O sábio provérbio português, “Quem corre por gosto, não cansa”, responde à pergunta da frase. Qual é o valor da militância?

Pois estou falando de algo que muitas vezes é esquecido pelos governos de esquerda quando os mesmos estão no poder, o valor que tem uma militância engajada pelas convicções e não pelos lucros e recompensas financeiras que podem advir da ocupação de cargos no poder.

Explico melhor. Ao tentar ler o denso texto escrito pelo Professor Euclides André Mance, professor de Lógica, Filosofia da Ciência e mais meia página de denominações honoríficas que são escondidas na última página do excelente trabalho denominado “Falácias de Moro: Análise Lógica da Sentença Condenatória de Luiz Inácio Lula da Silva”, não consegui numa única sentada cobrir as brilhantes 276 páginas, porque as quatro horas da manhã o sono me venceu. Fui vencido pelo sono não por deficiências do texto, mas exatamente ao contrário, pela beleza do texto que cobre com maestria uma análise lógica de todas as falácias da sentença condenatória escrita pelo juiz Moro.

Em suas 276 páginas, o autor nos dá uma inestimável aula de lógica de análise crítica de um discurso, mostrando vários de erros lógicos cometidos pelo Juiz Sérgio Moro, no seu ímpeto condenatório contra o Presidente Lula. Porém a descrição do texto não procurarei fazer uma resenha e nem mesmo um mero resumo, pois certamente tanto um como o outro não farão jus ao texto. Mas sim farei um julgamento do valor deste trabalho, um valor intangível que pode ser comparado com o valor monetário do trabalho de técnicos de Marketing político, que em termos comparado em termos do valor deste que podemos dizer que é enorme em termos de recursos financeiros e negativo em termos de resultado político.
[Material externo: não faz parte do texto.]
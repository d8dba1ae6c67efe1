use std::collections::HashMap;
use std::hash::Hash;
use std::sync::{Arc, RwLock};

use ums_core::TenantId;

/// Tenant-isolated key/value store backing the directory collections.
///
/// Every read and write names the tenant; a key stored under one tenant is
/// invisible from every other.
pub trait TenantStore<K, V>: Send + Sync {
    fn get(&self, tenant_id: TenantId, key: &K) -> Option<V>;
    fn upsert(&self, tenant_id: TenantId, key: K, value: V);
    /// Returns the removed value, if any.
    fn remove(&self, tenant_id: TenantId, key: &K) -> Option<V>;
    fn list(&self, tenant_id: TenantId) -> Vec<V>;
    /// Drop every record of a tenant (tenant deletion).
    fn clear_tenant(&self, tenant_id: TenantId);
}

impl<K, V, S> TenantStore<K, V> for Arc<S>
where
    S: TenantStore<K, V> + ?Sized,
{
    fn get(&self, tenant_id: TenantId, key: &K) -> Option<V> {
        (**self).get(tenant_id, key)
    }

    fn upsert(&self, tenant_id: TenantId, key: K, value: V) {
        (**self).upsert(tenant_id, key, value)
    }

    fn remove(&self, tenant_id: TenantId, key: &K) -> Option<V> {
        (**self).remove(tenant_id, key)
    }

    fn list(&self, tenant_id: TenantId) -> Vec<V> {
        (**self).list(tenant_id)
    }

    fn clear_tenant(&self, tenant_id: TenantId) {
        (**self).clear_tenant(tenant_id)
    }
}

#[derive(Debug)]
pub struct InMemoryTenantStore<K, V> {
    inner: RwLock<HashMap<(TenantId, K), V>>,
}

impl<K, V> InMemoryTenantStore<K, V> {
    pub fn new() -> Self {
        Self {
            inner: RwLock::new(HashMap::new()),
        }
    }
}

impl<K, V> Default for InMemoryTenantStore<K, V> {
    fn default() -> Self {
        Self::new()
    }
}

impl<K, V> TenantStore<K, V> for InMemoryTenantStore<K, V>
where
    K: Clone + Eq + Hash + Send + Sync + 'static,
    V: Clone + Send + Sync + 'static,
{
    fn get(&self, tenant_id: TenantId, key: &K) -> Option<V> {
        let map = self.inner.read().ok()?;
        map.get(&(tenant_id, key.clone())).cloned()
    }

    fn upsert(&self, tenant_id: TenantId, key: K, value: V) {
        if let Ok(mut map) = self.inner.write() {
            map.insert((tenant_id, key), value);
        }
    }

    fn remove(&self, tenant_id: TenantId, key: &K) -> Option<V> {
        let mut map = self.inner.write().ok()?;
        map.remove(&(tenant_id, key.clone()))
    }

    fn list(&self, tenant_id: TenantId) -> Vec<V> {
        let map = match self.inner.read() {
            Ok(m) => m,
            Err(_) => return vec![],
        };

        map.iter()
            .filter(|((t, _), _)| *t == tenant_id)
            .map(|(_, v)| v.clone())
            .collect()
    }

    fn clear_tenant(&self, tenant_id: TenantId) {
        if let Ok(mut map) = self.inner.write() {
            map.retain(|(t, _), _| *t != tenant_id);
        }
    }
}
Quanto custou em termos econômicos o trabalho do Professor Euclides Mance, não sei e provavelmente nem o autor saberia quantificar. Porém, por outro lado, os trabalhos dos profissionais de Marketing político que foram contratados nas campanhas do PT, quando este partido já estava no poder, parece algo que pode ser quantificado em termos monetários.

E aí que vem o cerne do problema, o valor da militância em contraposição ao valor de serviços profissionais, e talvez esteja aí todo o erro de estratégia da direção, burocratizada ou não do PT, após a chegada de Lula a presidência da república.

Para não ficar no PT como o exemplo vou regredir ainda mais no tempo, vou falar na campanha de 1978 para deputados estaduais, onde ainda havia o MDB e a Arena disputando os cargos, pois naquelas eleições o deputado mais eleito foi o Professor José Fogaça. Quem era na época José Fogaça? E como ele conseguiu ser o deputado mais votado contra a poderosa e bem nutrida de recursos Arena?

Pois bem, José Fogaça era um professor de cursinho pré-vestibular, que dentro da política repressiva do sistema na época da vigente ditadura militar, apresentava na época uma imagem descolada e aparentemente contestatória que na verdade ninguém se sabia se ele era de esquerda ou não, pois esboçar um discurso claro de esquerda era uma temeridade que poderia ser punida com cadeia ou mesmo tortura.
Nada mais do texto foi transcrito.